- _EXERCISE OBJECTIVE_
This exercise asks for an exact transcription of every entry.

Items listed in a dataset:
// ==========================================
// 班次吨位引擎 - 表格文件解析器
// ==========================================
// 支持: Excel (.xlsx/.xls) / CSV (.csv)
// 输出: 每行一个 {表头 → 单元格文本} 映射
// ==========================================

use crate::importer::error::{ImportError, ImportResult};
use calamine::{open_workbook_auto, Reader};
use csv::ReaderBuilder;
use std::collections::HashMap;
use std::fs::File;
use std::io::Read;
use std::path::Path;

/// 单行原始数据
pub type RawRow = HashMap<String, String>;

// ==========================================
// FileParser Trait
// ==========================================
pub trait FileParser: Send + Sync {
    fn parse_to_raw_records(&self, file_path: &Path) -> ImportResult<Vec<RawRow>>;
}

fn ensure_exists(path: &Path) -> ImportResult<()> {
    if !path.exists() {
        return Err(ImportError::FileNotFound(path.display().to_string()));
    }
    Ok(())
}

fn extension_of(path: &Path) -> String {
    path.extension()
        .and_then(|e| e.to_str())
        .unwrap_or("")
        .to_lowercase()
}

/// 组装行映射，完全空白的行返回 None
fn build_row<I: IntoIterator<Item = String>>(headers: &[String], cells: I) -> Option<RawRow> {
    let mut row_map = HashMap::new();
    for (col_idx, value) in cells.into_iter().enumerate() {
        if let Some(header) = headers.get(col_idx) {
            if header.is_empty() {
                continue;
            }
            row_map.insert(header.clone(), value.trim().to_string());
        }
    }

    if row_map.values().all(|v| v.is_empty()) {
        None
    } else {
        Some(row_map)
    }
}

// ==========================================
// CSV Parser 实现
// ==========================================
// 分隔符: 自动识别 ',' 或 ';'（逗号小数的数据源常用分号分隔）
pub struct CsvParser;

impl CsvParser {
    /// 从任意 reader 解析（便于测试与内存数据）
    pub fn parse_reader<R: Read>(&self, mut reader: R) -> ImportResult<Vec<RawRow>> {
        let mut content = String::new();
        reader.read_to_string(&mut content)?;

        let first_line = content.lines().next().unwrap_or("");
        let delimiter = if first_line.matches(';').count() > first_line.matches(',').count() {
            b';'
        } else {
            b','
        };

        let mut csv_reader = ReaderBuilder::new()
            .has_headers(true)
            .delimiter(delimiter)
            .flexible(true) // 允许行长度不一致
            .from_reader(content.as_bytes());

        let headers: Vec<String> = csv_reader
            .headers()?
            .iter()
            .map(|h| h.trim().trim_start_matches('\u{feff}').to_string())
            .collect();

        let mut records = Vec::new();
        for result in csv_reader.records() {
            let record = result?;
            if let Some(row) = build_row(&headers, record.iter().map(str::to_string)) {
                records.push(row);
            }
        }

        Ok(records)
    }
}

impl FileParser for CsvParser {
    fn parse_to_raw_records(&self, file_path: &Path) -> ImportResult<Vec<RawRow>> {
        ensure_exists(file_path)?;

        let ext = extension_of(file_path);
        if ext != "csv" {
            return Err(ImportError::UnsupportedFormat(ext));
        }

        self.parse_reader(File::open(file_path)?)
    }
}

// ==========================================
// Excel Parser 实现
// ==========================================
// 只读取第一个工作表，首行为表头
pub struct ExcelParser;

impl FileParser for ExcelParser {
    fn parse_to_raw_records(&self, file_path: &Path) -> ImportResult<Vec<RawRow>> {
        ensure_exists(file_path)?;

        let ext = extension_of(file_path);
        if ext != "xlsx" && ext != "xls" {
            return Err(ImportError::UnsupportedFormat(ext));
        }

        let mut workbook = open_workbook_auto(file_path)?;

        let sheet_names = workbook.sheet_names();
        let sheet_name = sheet_names
            .first()
            .cloned()
            .ok_or_else(|| ImportError::ExcelParseError("Excel 文件无工作表".to_string()))?;

        let range = workbook.worksheet_range(&sheet_name)?;

        let mut rows = range.rows();
        let header_row = rows
            .next()
            .ok_or_else(|| ImportError::ExcelParseError("Excel 文件无数据行".to_string()))?;

        let headers: Vec<String> = header_row
            .iter()
            .map(|cell| cell.to_string().trim().to_string())
            .collect();

        let records = rows
            .filter_map(|data_row| {
                build_row(&headers, data_row.iter().map(|cell| cell.to_string()))
            })
            .collect();

        Ok(records)
    }
}

// ==========================================
// 通用文件解析器（根据扩展名自动选择）
// ==========================================
pub struct UniversalFileParser;

impl UniversalFileParser {
    pub fn parse<P: AsRef<Path>>(&self, file_path: P) -> ImportResult<Vec<RawRow>> {
        let path = file_path.as_ref();
        match extension_of(path).as_str() {
            "csv" => CsvParser.parse_to_raw_records(path),
            "xlsx" | "xls" => ExcelParser.parse_to_raw_records(path),
            other => Err(ImportError::UnsupportedFormat(other.to_string())),
        }
    }
}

- _ANSWER SPACE_
// ==========================================
// 班次吨位引擎 - 表格文件解析器
// ==========================================
// 支持: Excel (.xlsx/.xls) / CSV (.csv)
// 输出: 每行一个 {表头 → 单元格文本} 映射
// ==========================================

use crate::importer::error::{ImportError, ImportResult};
use calamine::{open_workbook_auto, Reader};
use csv::ReaderBuilder;
use std::collections::HashMap;
use std::fs::File;
use std::io::Read;
use std::path::Path;

/// 单行原始数据
pub type RawRow = HashMap<String, String>;

// ==========================================
// FileParser Trait
// ==========================================
pub trait FileParser: Send + Sync {
    fn parse_to_raw_records(&self, file_path: &Path) -> ImportResult<Vec<RawRow>>;
}

fn ensure_exists(path: &Path) -> ImportResult<()> {
    if !path.exists() {
        return Err(ImportError::FileNotFound(path.display().to_string()));
    }
    Ok(())
}

fn extension_of(path: &Path) -> String {
    path.extension()
        .and_then(|e| e.to_str())
        .unwrap_or("")
        .to_lowercase()
}

/// 组装行映射，完全空白的行返回 None
fn build_row<I: IntoIterator<Item = String>>(headers: &[String], cells: I) -> Option<RawRow> {
    let mut row_map = HashMap::new();
    for (col_idx, value) in cells.into_iter().enumerate() {
        if let Some(header) = headers.get(col_idx) {
            if header.is_empty() {
                continue;
            }
            row_map.insert(header.clone(), value.trim().to_string());
        }
    }

    if row_map.values().all(|v| v.is_empty()) {
        None
    } else {
        Some(row_map)
    }
}

// ==========================================
// CSV Parser 实现
// ==========================================
// 分隔符: 自动识别 ',' 或 ';'（逗号小数的数据源常用分号分隔）
pub struct CsvParser;

impl CsvParser {
    /// 从任意 reader 解析（便于测试与内存数据）
    pub fn parse_reader<R: Read>(&self, mut reader: R) -> ImportResult<Vec<RawRow>> {
        let mut content = String::new();
        reader.read_to_string(&mut content)?;

        let first_line = content.lines().next().unwrap_or("");
        let delimiter = if first_line.matches(';').count() > first_line.matches(',').count() {
            b';'
        } else {
            b','
        };

        let mut csv_reader = ReaderBuilder::new()
            .has_headers(true)
            .delimiter(delimiter)
            .flexible(true) // 允许行长度不一致
            .from_reader(content.as_bytes());

        let headers: Vec<String> = csv_reader
            .headers()?
            .iter()
            .map(|h| h.trim().trim_start_matches('\u{feff}').to_string())
            .collect();

        let mut records = Vec::new();
        for result in csv_reader.records() {
            let record = result?;
            if let Some(row) = build_row(&headers, record.iter().map(str::to_string)) {
                records.push(row);
            }
        }

        Ok(records)
    }
}

impl FileParser for CsvParser {
    fn parse_to_raw_records(&self, file_path: &Path) -> ImportResult<Vec<RawRow>> {
        ensure_exists(file_path)?;

        let ext = extension_of(file_path);
        if ext != "csv" {
            return Err(ImportError::UnsupportedFormat(ext));
        }

        self.parse_reader(File::open(file_path)?)
    }
}

// ==========================================
// Excel Parser 实现
// ==========================================
// 只读取第一个工作表，首行为表头
pub struct ExcelParser;

impl FileParser for ExcelParser {
    fn parse_to_raw_records(&self, file_path: &Path) -> ImportResult<Vec<RawRow>> {
        ensure_exists(file_path)?;

        let ext = extension_of(file_path);
        if ext != "xlsx" && ext != "xls" {
            return Err(ImportError::UnsupportedFormat(ext));
        }

        let mut workbook = open_workbook_auto(file_path)?;

        let sheet_names = workbook.sheet_names();
        let sheet_name = sheet_names
            .first()
            .cloned()
            .ok_or_else(|| ImportError::ExcelParseError("Excel 文件无工作表".to_string()))?;

        let range = workbook.worksheet_range(&sheet_name)?;

        let mut rows = range.rows();
        let header_row = rows
            .next()
            .ok_or_else(|| ImportError::ExcelParseError("Excel 文件无数据行".to_string()))?;

        let headers: Vec<String> = header_row
            .iter()
            .map(|cell| cell.to_string().trim().to_string())
            .collect();

        let records = rows
            .filter_map(|data_row| {
                build_row(&headers, data_row.iter().map(|cell| cell.to_string()))
            })
            .collect();

        Ok(records)
    }
}

// ==========================================
// 通用文件解析器（根据扩展名自动选择）
// ==========================================
pub struct UniversalFileParser;

impl UniversalFileParser {
    pub fn parse<P: AsRef<Path>>(&self, file_path: P) -> ImportResult<Vec<RawRow>> {
        let path = file_path.as_ref();
        match extension_of(path).as_str() {
            "csv" => CsvParser.parse_to_raw_records(path),
            "xlsx" | "xls" => ExcelParser.parse_to_raw_records(path),
            other => Err(ImportError::UnsupportedFormat(other.to_string())),
        }
    }
}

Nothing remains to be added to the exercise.